Take B elements from the list 从列表中取出B元素
Write them as they are somewhere (it's a leaf of the three) 把它们写在某个地方（这是三个叶子）
Take the last element of the block (the biggest); 采取块的最后一个元素（最大的）; it will be a routing key for the parent of the leaf 它将是叶子父级的路由键
Repeat Step 1 for the next elements, until there are B-1 routing keys in the parent 对下一个元素重复步骤1，直到父级中有B-1个路由键
When there are B-1 routing keys in the parent, it means it's full. 当父母中有B-1路由键时，表示它已满。 So the new routing key will go the "grandfather" instead (so the tree grows one level), and all the new leaves will have a new parent 所以新的路由密钥将改为“祖父”（因此树增长一级），所有新的叶子将有一个新的父级
Keep going like this until N/B blocks are read 继续这样，直到读取N/B块为止

Basically, the problem with this is that I'm not considering the minimum number of children that an internal node can have. 基本上，问题在于我没有考虑内部节点可以拥有的最小子节点数。 So it could happen for example that a node end up with only one child, which is obviously wrong. 因此，例如，一个节点最终只有一个子节点，这显然是错误的。

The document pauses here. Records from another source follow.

//! Row-document JSON: one object per survey instance.

use serde::ser::{Serialize, SerializeMap, Serializer};
use survey_model::{ColumnId, StructuralColumn};
use survey_transform::{AggregatedRecord, DisplayValue, ResolvedAnswer};
use tracing::debug;

use crate::common::{GlossaryMap, cell_value};
use crate::{
    JsonDocument, Metadata, OutputFormat, OutputRenderer, RenderError, RenderOptions,
    RenderedDocument, to_json_text,
};

#[derive(Debug, Clone, Copy, Default)]
pub struct RowDocumentRenderer;

impl OutputRenderer for RowDocumentRenderer {
    fn format(&self) -> OutputFormat {
        OutputFormat::JsonRows
    }

    fn render_many(
        &self,
        records: &[AggregatedRecord],
        columns: &[ColumnId],
        options: &RenderOptions,
    ) -> Result<RenderedDocument, RenderError> {
        let rows: Vec<RowEntry<'_>> = records
            .iter()
            .map(|record| RowEntry {
                record,
                columns,
                return_id: options.return_id,
            })
            .collect();
        let metadata = (!options.suppress_metadata)
            .then(|| Metadata::new(records, options).with_items(columns));
        let document = JsonDocument {
            result: "success",
            metadata,
            data: rows,
        };
        let text = to_json_text(&document, options.pretty)?;
        debug!(
            records = records.len(),
            columns = columns.len(),
            bytes = text.len(),
            "rendered row document"
        );
        Ok(RenderedDocument {
            format: OutputFormat::JsonRows,
            text,
            record_count: records.len(),
            column_count: columns.len(),
        })
    }
}

struct RowEntry<'a> {
    record: &'a AggregatedRecord,
    columns: &'a [ColumnId],
    return_id: bool,
}

impl Serialize for RowEntry<'_> {
    fn serialize<S: Serializer>(&self, serializer: S) -> Result<S::Ok, S::Error> {
        let mut map = serializer.serialize_map(None)?;
        for column in self.columns {
            if let ColumnId::Structural(structural) = column {
                map.serialize_entry(
                    structural.row_field_name(),
                    &cell_value(self.record, column),
                )?;
            }
        }
        if self.columns.iter().any(ColumnId::is_prompt) {
            map.serialize_entry(
                "responses",
                &Responses {
                    record: self.record,
                    columns: self.columns,
                },
            )?;
        }
        let planned_id = self
            .columns
            .contains(&ColumnId::Structural(StructuralColumn::SurveyResponseId));
        if self.return_id && !planned_id {
            map.serialize_entry("survey_key", &self.record.survey_key())?;
        }
        map.end()
    }
}

/// Answers to planned prompt columns, in column order.
struct Responses<'a> {
    record: &'a AggregatedRecord,
    columns: &'a [ColumnId],
}

impl Serialize for Responses<'_> {
    fn serialize<S: Serializer>(&self, serializer: S) -> Result<S::Ok, S::Error> {
        let mut map = serializer.serialize_map(None)?;
        for prompt_id in self.columns.iter().filter_map(ColumnId::prompt_id) {
            if let Some(answer) = self.record.answer(prompt_id) {
                map.serialize_entry(prompt_id, &PromptAnswer::new(answer))?;
            }
        }
        map.end()
    }
}

#[derive(serde::Serialize)]
struct PromptAnswer<'a> {
    prompt_response: &'a DisplayValue,
    prompt_display_type: Option<&'a str>,
    prompt_unit: Option<&'a str>,
    prompt_type: &'a str,
    prompt_text: Option<&'a str>,
    prompt_index: Option<usize>,
    #[serde(skip_serializing_if = "Option::is_none")]
    prompt_choice_glossary: Option<GlossaryMap<'a>>,
}

impl<'a> PromptAnswer<'a> {
    fn new(answer: &'a ResolvedAnswer) -> Self {
        let context = &answer.context;
        Self {
            prompt_response: &answer.value,
            prompt_display_type: context.display_type.as_deref(),
            prompt_unit: context.unit.as_deref(),
            prompt_type: context.prompt_type.as_str(),
            prompt_text: context.text.as_deref(),
            prompt_index: context.index,
            prompt_choice_glossary: context.choice_glossary.as_ref().map(GlossaryMap),
        }
    }
}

I looked everywhere but I couldn't find an algorithm that actually explains how to build a tree in Θ(N / B * logM / B(N / B)) . 我到处寻找，但我找不到实际解释如何在Θ(N / B * logM / B(N / B))构建树的算法。 All I find are algorithms with simple insertions into the tree for each item in the list, without exploiting the B factor. 我找到的只是在列表中为每个项目简单插入树的算法，而没有利用B因子。

Can you help me out, maybe point me in the right direction? 你能帮助我吗，也许能指出我正确的方向？

1 个解决方案

Rather than build all of the levels at the same time, which may use more than a constant number of blocks of RAM, I think that I would build the levels leafmost to rootmost (ie, breadth-first instead of depth-first). 而不是同时构建所有级别，可能使用多于一定数量的RAM块，我认为我将构建最基本的级别（即，广度优先而不是深度优先）。 Given the list, cut it greedily into blocks of size B. If there is only one block, then that's the root. 给定列表，将其贪婪地切成大小为B的块。如果只有一个块，那就是根。 Otherwise, if the last block has too few elements, then rebalance its elements with those of the second last block as evenly as possible; 否则，如果最后一个块的元素太少，则尽可能均匀地重新平衡其元素与第二个块的元素; both now will have enough elements. 两者现在都有足够的元素。 The next list is comprised of the last element in each block of this level. 下一个列表由该级别的每个块中的最后一个元素组成。